Vincent Denigris (April 28, 1938 – August 2, 1984) was an Argentine professional wrestler better known by his ring name Vicente Denigris or Argentina Apollo (often Vittorio Argentina Apollo). He was part of the Chicago Comiskey Park shows in 1961, teaming with Antonino Rocca, and a popular star on Studio Wrestling during the 1960s. He achieved his greatest success in WWWF where he was a 1-time WWWF United States Tag team Champion along with Don McClaritty.

==Professional career==
Apollo made his debut in 1960 in northeastern territories of NWA. He made his debut against Jack Vancy on a house show in New York City under Capital Wrestling corporation. He wrestled extensively for Capital Wrestling Corporation the precursor to WWWF. Also worked for Studio Wrestling in Pittsburgh. His main work was for the World Wide Wrestling Federation 1963-1968 and various territories of the National Wrestling Alliance, most notably, Championship Wrestling from Florida and Georgia Championship Wrestling.

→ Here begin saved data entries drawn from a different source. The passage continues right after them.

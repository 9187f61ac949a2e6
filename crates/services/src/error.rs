//! Shared error types for the services crate.

use thiserror::Error;

use quiz_core::SessionError;

/// Errors emitted by `QuizController`.
///
/// Every variant describes a rejected intent; the controller state is left
/// untouched when one is returned.
#[derive(Debug, Error, Clone, PartialEq, Eq)]
#[non_exhaustive]
pub enum ControllerError {
    #[error("no quiz has been started")]
    NotStarted,
    #[error("a quiz is already in progress")]
    SessionActive,
    #[error("no category is available")]
    NoCategory,
    #[error(transparent)]
    Session(#[from] SessionError),
}
#![forbid(unsafe_code)]

pub mod file;
pub mod repository;

pub use file::{DEFAULT_DATA_PATH, FileQuestionSource};
pub use repository::{InMemoryQuestionSource, QuestionSource, SourceError};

Just a few months in his stint in the CWC, he teamed up with Johnny Valentine to win the WWWF United States Tag Team Championship from the team of the Fabulous Kangaroos (Al Costello and Roy Heffernan). But due to the confines of the time limit curfew, the title did not change hands.

He was best known for his gymnastics in the ring, performing such feats as climbing onto the ropes, performing a back aerial somersault into a roll, then using a handspring to return to his feet and to throw a savate kick to his opponent's midsection. He eventually had to retire due to injuries from his explosive wrestling style. He had his last match in 1975 when he teamed up with Luiz Martinez, to challenge the IWA World Tag Team champions The Mongols (Geeto and Bolo Mongol) for the championship. Apollo and Martinez lost the match and Apollo retired shortly afterwards.

== Death ==
He died on 2 August 1984, due to a heart attack.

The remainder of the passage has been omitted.